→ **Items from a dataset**
=-=-=-=-=
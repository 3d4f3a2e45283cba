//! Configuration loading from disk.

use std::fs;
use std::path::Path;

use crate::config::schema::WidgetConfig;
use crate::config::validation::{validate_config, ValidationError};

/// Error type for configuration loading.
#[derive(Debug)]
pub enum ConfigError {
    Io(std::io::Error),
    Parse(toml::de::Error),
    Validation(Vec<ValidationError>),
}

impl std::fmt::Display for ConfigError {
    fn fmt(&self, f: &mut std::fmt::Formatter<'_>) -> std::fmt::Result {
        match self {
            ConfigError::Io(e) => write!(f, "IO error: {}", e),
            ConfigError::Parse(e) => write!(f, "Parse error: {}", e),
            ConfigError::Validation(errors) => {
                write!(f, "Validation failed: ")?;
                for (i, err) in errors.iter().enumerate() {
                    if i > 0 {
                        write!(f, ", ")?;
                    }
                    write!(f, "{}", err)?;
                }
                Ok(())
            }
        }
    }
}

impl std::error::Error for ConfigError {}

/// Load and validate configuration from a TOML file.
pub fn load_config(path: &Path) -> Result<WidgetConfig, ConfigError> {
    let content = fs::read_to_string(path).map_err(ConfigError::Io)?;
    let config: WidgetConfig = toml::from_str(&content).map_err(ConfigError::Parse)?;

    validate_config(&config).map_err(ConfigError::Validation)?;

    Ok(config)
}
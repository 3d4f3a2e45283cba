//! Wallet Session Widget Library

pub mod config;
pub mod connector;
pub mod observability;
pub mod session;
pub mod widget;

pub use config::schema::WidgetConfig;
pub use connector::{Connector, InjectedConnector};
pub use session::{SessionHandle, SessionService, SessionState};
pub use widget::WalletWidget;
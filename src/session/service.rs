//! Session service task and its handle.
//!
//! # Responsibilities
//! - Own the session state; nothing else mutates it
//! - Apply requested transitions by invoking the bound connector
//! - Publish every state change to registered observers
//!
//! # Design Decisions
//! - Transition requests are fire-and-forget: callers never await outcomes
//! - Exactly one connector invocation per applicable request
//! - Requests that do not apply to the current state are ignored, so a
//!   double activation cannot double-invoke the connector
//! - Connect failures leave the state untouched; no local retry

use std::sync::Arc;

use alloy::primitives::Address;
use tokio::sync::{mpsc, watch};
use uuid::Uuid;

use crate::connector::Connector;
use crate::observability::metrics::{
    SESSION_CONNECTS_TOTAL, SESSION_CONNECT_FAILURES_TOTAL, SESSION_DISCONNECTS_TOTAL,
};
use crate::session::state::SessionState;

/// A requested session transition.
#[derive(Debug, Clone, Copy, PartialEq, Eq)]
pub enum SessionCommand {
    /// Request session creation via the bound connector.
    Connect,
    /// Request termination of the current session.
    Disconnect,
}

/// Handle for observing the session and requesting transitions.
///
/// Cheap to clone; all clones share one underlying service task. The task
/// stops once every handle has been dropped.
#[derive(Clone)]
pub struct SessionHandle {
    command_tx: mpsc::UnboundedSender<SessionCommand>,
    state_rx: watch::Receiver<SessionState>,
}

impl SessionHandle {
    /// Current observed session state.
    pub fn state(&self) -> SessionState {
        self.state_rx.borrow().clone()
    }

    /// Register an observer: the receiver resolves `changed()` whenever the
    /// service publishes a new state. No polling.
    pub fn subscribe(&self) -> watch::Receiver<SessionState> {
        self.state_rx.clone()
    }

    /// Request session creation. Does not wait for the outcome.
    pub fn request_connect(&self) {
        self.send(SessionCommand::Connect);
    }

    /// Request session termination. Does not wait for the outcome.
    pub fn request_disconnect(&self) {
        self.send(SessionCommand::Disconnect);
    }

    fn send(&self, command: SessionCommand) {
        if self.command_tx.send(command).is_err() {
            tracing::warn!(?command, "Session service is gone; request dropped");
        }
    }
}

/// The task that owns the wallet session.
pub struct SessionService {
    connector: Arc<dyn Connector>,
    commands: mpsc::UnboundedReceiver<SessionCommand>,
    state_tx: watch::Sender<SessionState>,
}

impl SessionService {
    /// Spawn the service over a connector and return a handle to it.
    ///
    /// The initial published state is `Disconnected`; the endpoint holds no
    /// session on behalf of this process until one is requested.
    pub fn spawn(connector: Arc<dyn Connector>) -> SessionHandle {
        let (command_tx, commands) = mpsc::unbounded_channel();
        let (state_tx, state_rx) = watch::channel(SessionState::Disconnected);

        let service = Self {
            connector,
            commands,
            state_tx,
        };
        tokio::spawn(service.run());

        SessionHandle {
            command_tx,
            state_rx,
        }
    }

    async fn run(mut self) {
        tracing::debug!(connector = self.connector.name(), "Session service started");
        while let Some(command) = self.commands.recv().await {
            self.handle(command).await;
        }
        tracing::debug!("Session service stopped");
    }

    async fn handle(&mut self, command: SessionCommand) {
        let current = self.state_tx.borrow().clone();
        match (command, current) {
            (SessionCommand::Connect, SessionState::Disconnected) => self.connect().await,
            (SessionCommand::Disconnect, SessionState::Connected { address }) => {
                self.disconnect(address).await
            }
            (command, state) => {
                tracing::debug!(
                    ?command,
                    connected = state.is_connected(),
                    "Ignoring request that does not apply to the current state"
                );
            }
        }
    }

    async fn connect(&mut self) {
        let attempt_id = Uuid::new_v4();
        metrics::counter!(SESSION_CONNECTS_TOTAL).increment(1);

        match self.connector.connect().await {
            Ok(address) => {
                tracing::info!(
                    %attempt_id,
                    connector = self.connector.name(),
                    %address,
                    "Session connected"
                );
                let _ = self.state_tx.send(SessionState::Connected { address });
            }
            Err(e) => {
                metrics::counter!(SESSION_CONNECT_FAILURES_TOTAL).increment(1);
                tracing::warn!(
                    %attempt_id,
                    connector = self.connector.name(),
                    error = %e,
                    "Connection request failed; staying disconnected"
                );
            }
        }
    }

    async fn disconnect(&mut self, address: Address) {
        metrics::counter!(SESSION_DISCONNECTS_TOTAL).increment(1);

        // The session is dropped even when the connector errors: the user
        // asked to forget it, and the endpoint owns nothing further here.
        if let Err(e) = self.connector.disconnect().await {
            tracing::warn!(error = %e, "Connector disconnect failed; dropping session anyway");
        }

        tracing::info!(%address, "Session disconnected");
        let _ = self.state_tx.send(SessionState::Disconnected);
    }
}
=-=-=-=-=
→ **YOUR TASK**
Lines containing the word "impl": copy every one of them from the records above.

→ **SOLUTION FOR THIS PROBLEM**
impl std::fmt::Display for ConfigError {
impl std::error::Error for ConfigError {}
impl SessionHandle {
impl SessionService {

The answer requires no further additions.